Ce sont les partis qui divisent et fatiguent la France en créant à la surface du pays une sorte de mouvement aussi artificiel que stérile, expression infidèle de la réalité des choses. C’est par elle-même, en dehors des partis et malgré les partis, que la France vit et se sauve, gardant toujours son ressort et son élasticité, cette puissance de renouvellement qu’elle ne doit qu’à sa vaillante et honnête nature. Que de fois depuis cinq ans, si elle eût ressemblé à ceux qui ont la prétention de la régenter, de parler pour elle ou de la représenter, que de fois la France se serait arrêtée abattue et découragée, doutant de ses propres ressources ! Elle ne s’est point laissé abattre, elle s’est retrouvée promptement elle-même. Elle ressemble au bon laboureur qui, voyant tout à coup sa récolte, fruit des labeurs d’une année, emportée par un ouragan, se sent un instant vaincu par la fatalité des élémens, puis se remet aussitôt à l’œuvre, ensemence de nouveau sa terre et s’efforce de réparer le mal qui lui a été fait, de regagner ce qu’il vient de perdre. Ainsi a fait la France, elle s’est remise à l’œuvre, elle s’est relevée par le travail et l’économie, provoquant aujourd’hui, de la part des étrangers désintéressés, ces comparaisons étranges entre les vainqueurs fléchissant sous le poids des dépouilles opimes, du butin qu’ils ont conquis, et les vaincus portant sans fléchir les charges les plus accablantes.
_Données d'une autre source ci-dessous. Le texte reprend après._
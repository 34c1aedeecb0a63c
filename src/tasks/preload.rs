//! Single-slot background preloader.
//!
//! One fill runs at a time on the blocking pool. It keeps drawing candidates
//! until one is accepted, parks it in the slot, and stops. The clock empties
//! the slot with [`PreloadPipeline::take_and_refill`], which immediately asks
//! for the next one.

use std::sync::atomic::{AtomicBool, Ordering};
use std::sync::{Arc, Mutex, MutexGuard, PoisonError};

use rand::rngs::StdRng;
use tokio::runtime::Handle;
use tokio::sync::mpsc::error::TrySendError;
use tokio::sync::{mpsc, watch};
use tokio::task::JoinHandle;
use tokio_util::sync::CancellationToken;
use tracing::{debug, warn};

use crate::catalog::Catalog;
use crate::decode::ImageDecoder;
use crate::error::Error;
use crate::filter::FilterConfig;
use crate::selector::{Selected, select_one};

/// Something the clock can pull ready frames from.
pub trait FrameSource: Send + Sync {
    /// Take the ready frame, if any, and start preparing the next one.
    fn take_and_refill(&self) -> Option<Selected>;
}

struct Shared {
    catalog: Catalog,
    filter: watch::Receiver<FilterConfig>,
    decoder: Arc<dyn ImageDecoder>,
    rng: Mutex<StdRng>,
    loading: AtomicBool,
    slot: Mutex<Option<Selected>>,
}

/// Clears the in-flight flag when a fill ends, including by panic.
struct LoadingGuard<'a>(&'a AtomicBool);

impl Drop for LoadingGuard<'_> {
    fn drop(&mut self) {
        self.0.store(false, Ordering::Release);
    }
}

/// Preloader bound to one catalog. Build a new one when the catalog changes.
pub struct PreloadPipeline {
    shared: Arc<Shared>,
    runtime: Handle,
    cancel: CancellationToken,
    failures: mpsc::Sender<Error>,
    task: Mutex<Option<JoinHandle<()>>>,
}

impl std::fmt::Debug for PreloadPipeline {
    fn fmt(&self, f: &mut std::fmt::Formatter<'_>) -> std::fmt::Result {
        f.debug_struct("PreloadPipeline")
            .field("catalog_len", &self.shared.catalog.len())
            .field("loading", &self.is_loading())
            .field("ready", &self.is_ready())
            .field("cancelled", &self.cancel.is_cancelled())
            .finish_non_exhaustive()
    }
}

fn lock<T>(m: &Mutex<T>) -> MutexGuard<'_, T> {
    m.lock().unwrap_or_else(PoisonError::into_inner)
}

impl PreloadPipeline {
    /// Create an idle pipeline. No fill starts until [`request_fill`] is called.
    ///
    /// Fills that fail for any reason other than cancellation are sent to
    /// `failures`. Reports that do not fit in the channel are dropped.
    ///
    /// # Panics
    /// Must be called from within a Tokio runtime.
    ///
    /// [`request_fill`]: Self::request_fill
    pub fn new(
        catalog: Catalog,
        filter: watch::Receiver<FilterConfig>,
        decoder: Arc<dyn ImageDecoder>,
        rng: StdRng,
        failures: mpsc::Sender<Error>,
    ) -> Self {
        Self {
            shared: Arc::new(Shared {
                catalog,
                filter,
                decoder,
                rng: Mutex::new(rng),
                loading: AtomicBool::new(false),
                slot: Mutex::new(None),
            }),
            runtime: Handle::current(),
            cancel: CancellationToken::new(),
            failures,
            task: Mutex::new(None),
        }
    }

    #[must_use]
    pub fn catalog(&self) -> &Catalog {
        &self.shared.catalog
    }

    /// Whether a fill is currently running.
    #[must_use]
    pub fn is_loading(&self) -> bool {
        self.shared.loading.load(Ordering::Acquire)
    }

    /// Whether the slot holds a frame.
    #[must_use]
    pub fn is_ready(&self) -> bool {
        lock(&self.shared.slot).is_some()
    }

    /// Start filling the slot in the background.
    ///
    /// Does nothing and returns `false` when a fill is already running, the
    /// slot is still occupied, or the pipeline was shut down.
    pub fn request_fill(&self) -> bool {
        if self.cancel.is_cancelled() || self.is_ready() {
            return false;
        }
        if self
            .shared
            .loading
            .compare_exchange(false, true, Ordering::AcqRel, Ordering::Acquire)
            .is_err()
        {
            return false;
        }
        // A fill that finished between the check above and the swap may have
        // filled the slot; we own the flag now, so nobody else can.
        if self.is_ready() {
            self.shared.loading.store(false, Ordering::Release);
            return false;
        }

        let shared = Arc::clone(&self.shared);
        let cancel = self.cancel.clone();
        let failures = self.failures.clone();
        let join = self.runtime.spawn_blocking(move || run_fill(&shared, &cancel));
        let handle = self.runtime.spawn(async move {
            let err = match join.await {
                Ok(Ok(())) => return,
                Ok(Err(Error::Cancelled)) => {
                    debug!("fill cancelled");
                    return;
                }
                Ok(Err(err)) => err,
                Err(panicked) => Error::Task(panicked),
            };
            warn!("fill failed: {err}");
            report_failure(&failures, err);
        });
        *lock(&self.task) = Some(handle);
        true
    }

    /// Cancel any running fill and wait for it to wind down.
    ///
    /// The retry loop notices within one candidate; a decode already underway
    /// is allowed to finish first.
    pub async fn shutdown(&self) {
        self.cancel.cancel();
        let handle = lock(&self.task).take();
        if let Some(handle) = handle {
            let _ = handle.await;
        }
        lock(&self.shared.slot).take();
    }
}

impl FrameSource for PreloadPipeline {
    fn take_and_refill(&self) -> Option<Selected> {
        let taken = lock(&self.shared.slot).take();
        self.request_fill();
        taken
    }
}

impl Drop for PreloadPipeline {
    fn drop(&mut self) {
        self.cancel.cancel();
    }
}

/// Never waits on the consumer; an undrained channel drops the report.
fn report_failure(failures: &mpsc::Sender<Error>, err: Error) {
    match failures.try_send(err) {
        Ok(()) => {}
        Err(TrySendError::Full(err)) => warn!("failure channel full, dropping: {err}"),
        Err(TrySendError::Closed(_)) => debug!("failure channel closed"),
    }
}

fn run_fill(shared: &Shared, cancel: &CancellationToken) -> Result<(), Error> {
    let _guard = LoadingGuard(&shared.loading);
    let selected = {
        let mut rng = lock(&shared.rng);
        select_one(
            &shared.catalog,
            &shared.filter,
            shared.decoder.as_ref(),
            &mut *rng,
            cancel,
        )?
    };
    let mut slot = lock(&shared.slot);
    if cancel.is_cancelled() {
        return Err(Error::Cancelled);
    }
    debug!(path = %selected.path.display(), "slot filled");
    *slot = Some(selected);
    Ok(())
}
Le secret de la France est dans ses inépuisables ressources et dans sa nature laborieuse. On a pu lui prendre des provinces et de l’argent, on ne lui a pas pris cette sève et cette activité qui, en dehors des luttes politiques, restent sa force permanente, dont les effets se traduisent dans un commerce incessamment agrandi, dans un budget où le déficit est comblé par le mouvement naturel de la richesse publique.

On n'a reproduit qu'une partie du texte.